**Exercise**
State the count of lines below in which the word "LoopbackPort" appears, and add nothing.

**Input for this task**

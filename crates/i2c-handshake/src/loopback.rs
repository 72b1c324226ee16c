//! In-memory bus wiring one master port to one slave port.
//!
//! Transfers complete as soon as both ends are ready, and their completions
//! are queued as [`BusEvent`]s instead of being delivered directly. Whoever
//! plays the interrupt controller drains them with
//! [`LoopbackBus::next_event`] and feeds them to a
//! [`CompletionRouter`](crate::CompletionRouter), which keeps callback
//! context and the main loop as separate as they are on hardware.
//!
//! Like a real peripheral, the bus refuses to start a second transfer on a
//! port whose previous completion has not been delivered yet.

use core::cell::RefCell;

use heapless::{Deque, Vec};

use crate::driver::{BusDriver, BusEvent, CompletionEvent, Direction, Role};

/// Longest message the loopback bus can carry.
pub const MAX_MESSAGE: usize = 255;

const EVENT_DEPTH: usize = 8;

#[derive(Debug, Clone, Copy, PartialEq, Eq)]
#[cfg_attr(feature = "defmt", derive(defmt::Format))]
pub enum LoopbackError {
    /// The port still has a transfer whose completion was not delivered.
    Busy,
    /// A port was asked to act for the other role.
    WrongRole,
    /// The message does not fit [`MAX_MESSAGE`].
    TooLong,
    /// The interrupt queue is full.
    EventOverflow,
    /// Failure injected with [`LoopbackBus::fail_next`].
    Injected,
}

#[derive(Debug)]
enum SlaveSide {
    Idle,
    Receiving(usize),
    Transmitting(Vec<u8, MAX_MESSAGE>),
}

struct Wire {
    master_target: u8,
    slave_address: u8,
    slave: SlaveSide,
    in_flight: [bool; 2],
    latched: [Vec<u8, MAX_MESSAGE>; 2],
    fail_next: [bool; 2],
    events: Deque<BusEvent, EVENT_DEPTH>,
    transfers: u32,
}

impl Wire {
    fn start(&mut self, role: Role) -> Result<(), LoopbackError> {
        let slot = slot(role);
        if self.in_flight[slot] {
            return Err(LoopbackError::Busy);
        }
        if core::mem::take(&mut self.fail_next[slot]) {
            return Err(LoopbackError::Injected);
        }
        if self.events.len() + 2 > EVENT_DEPTH {
            return Err(LoopbackError::EventOverflow);
        }
        self.in_flight[slot] = true;
        Ok(())
    }

    fn push(&mut self, event: BusEvent) {
        // Capacity for two events was reserved in `start`.
        let _ = self.events.push_back(event);
    }

    fn complete_pair(&mut self, master: Direction, slave: Direction) {
        self.transfers = self.transfers.wrapping_add(1);
        self.slave = SlaveSide::Idle;
        self.push(BusEvent::Complete(CompletionEvent::new(Role::Master, master)));
        self.push(BusEvent::Complete(CompletionEvent::new(Role::Slave, slave)));
    }

    fn master_transmit(&mut self, payload: &[u8]) -> Result<(), LoopbackError> {
        let data = Vec::from_slice(payload).map_err(|_| LoopbackError::TooLong)?;
        self.start(Role::Master)?;

        match self.slave {
            SlaveSide::Receiving(length)
                if self.master_target == self.slave_address
                    && length == payload.len() =>
            {
                self.latched[slot(Role::Slave)] = data;
                self.complete_pair(Direction::Transmit, Direction::Receive);
            }
            // Nobody acknowledged the address or the byte count.
            _ => self.push(BusEvent::Error(Role::Master)),
        }
        Ok(())
    }

    fn master_receive(&mut self, length: usize) -> Result<(), LoopbackError> {
        self.start(Role::Master)?;

        let staged = match &self.slave {
            SlaveSide::Transmitting(data)
                if self.master_target == self.slave_address
                    && data.len() == length =>
            {
                Some(data.clone())
            }
            _ => None,
        };
        match staged {
            Some(data) => {
                self.latched[slot(Role::Master)] = data;
                self.complete_pair(Direction::Receive, Direction::Transmit);
            }
            None => self.push(BusEvent::Error(Role::Master)),
        }
        Ok(())
    }

    fn slave_transmit(&mut self, payload: &[u8]) -> Result<(), LoopbackError> {
        let data = Vec::from_slice(payload).map_err(|_| LoopbackError::TooLong)?;
        self.start(Role::Slave)?;
        self.slave = SlaveSide::Transmitting(data);
        Ok(())
    }

    fn slave_receive(&mut self, length: usize) -> Result<(), LoopbackError> {
        if length > MAX_MESSAGE {
            return Err(LoopbackError::TooLong);
        }
        self.start(Role::Slave)?;
        self.slave = SlaveSide::Receiving(length);
        Ok(())
    }
}

/// The shared wire. Hand out one port per role with [`master`](Self::master)
/// and [`slave`](Self::slave).
pub struct LoopbackBus {
    wire: RefCell<Wire>,
}

impl LoopbackBus {
    /// Bus whose slave answers to `slave_address`, with the master
    /// targeting the same address.
    pub const fn new(slave_address: u8) -> Self {
        Self {
            wire: RefCell::new(Wire {
                master_target: slave_address,
                slave_address,
                slave: SlaveSide::Idle,
                in_flight: [false; 2],
                latched: [Vec::new(), Vec::new()],
                fail_next: [false; 2],
                events: Deque::new(),
                transfers: 0,
            }),
        }
    }

    pub fn master(&self) -> LoopbackPort<'_> {
        LoopbackPort { bus: self, role: Role::Master }
    }

    pub fn slave(&self) -> LoopbackPort<'_> {
        LoopbackPort { bus: self, role: Role::Slave }
    }

    /// Point the master at a different address.
    pub fn set_master_target(&self, address: u8) {
        self.wire.borrow_mut().master_target = address;
    }

    /// Make the next `begin_*` call on `role` fail synchronously.
    pub fn fail_next(&self, role: Role) {
        self.wire.borrow_mut().fail_next[slot(role)] = true;
    }

    /// Queue an interrupt event as if the hardware had raised it.
    pub fn inject(&self, event: BusEvent) -> Result<(), LoopbackError> {
        self.wire
            .borrow_mut()
            .events
            .push_back(event)
            .map_err(|_| LoopbackError::EventOverflow)
    }

    /// Take the oldest pending interrupt event.
    ///
    /// Marks the reporting port idle again before returning, the way a
    /// peripheral is free once its completion interrupt fires.
    pub fn next_event(&self) -> Option<BusEvent> {
        let mut wire = self.wire.borrow_mut();
        let event = wire.events.pop_front()?;
        let role = match event {
            BusEvent::Complete(done) => done.role,
            BusEvent::Error(role) => role,
        };
        wire.in_flight[slot(role)] = false;
        Some(event)
    }

    pub fn pending_events(&self) -> usize {
        self.wire.borrow().events.len()
    }

    /// Whether `role` has a transfer whose completion is still undelivered.
    pub fn in_flight(&self, role: Role) -> bool {
        self.wire.borrow().in_flight[slot(role)]
    }

    /// Transfers that moved data between the two ports.
    pub fn transfers(&self) -> u32 {
        self.wire.borrow().transfers
    }
}

/// One end of a [`LoopbackBus`].
#[derive(Clone, Copy)]
pub struct LoopbackPort<'a> {
    bus: &'a LoopbackBus,
    role: Role,
}

impl LoopbackPort<'_> {
    pub fn role(&self) -> Role {
        self.role
    }

    fn check_role(&self, role: Role) -> Result<(), LoopbackError> {
        if role == self.role {
            Ok(())
        } else {
            Err(LoopbackError::WrongRole)
        }
    }
}

impl BusDriver for LoopbackPort<'_> {
    type Error = LoopbackError;

    fn begin_transmit(
        &mut self,
        role: Role,
        payload: &[u8],
    ) -> Result<(), Self::Error> {
        self.check_role(role)?;
        let mut wire = self.bus.wire.borrow_mut();
        match role {
            Role::Master => wire.master_transmit(payload),
            Role::Slave => wire.slave_transmit(payload),
        }
    }

    fn begin_receive(
        &mut self,
        role: Role,
        length: usize,
    ) -> Result<(), Self::Error> {
        self.check_role(role)?;
        let mut wire = self.bus.wire.borrow_mut();
        match role {
            Role::Master => wire.master_receive(length),
            Role::Slave => wire.slave_receive(length),
        }
    }

    fn finish_receive(
        &mut self,
        role: Role,
        buffer: &mut [u8],
    ) -> Result<usize, Self::Error> {
        self.check_role(role)?;
        let wire = self.bus.wire.borrow();
        let latched = &wire.latched[slot(role)];
        let count = latched.len().min(buffer.len());
        buffer[..count].copy_from_slice(&latched[..count]);
        Ok(latched.len())
    }
}

const fn slot(role: Role) -> usize {
    match role {
        Role::Master => 0,
        Role::Slave => 1,
    }
}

**Answer to this problem**
7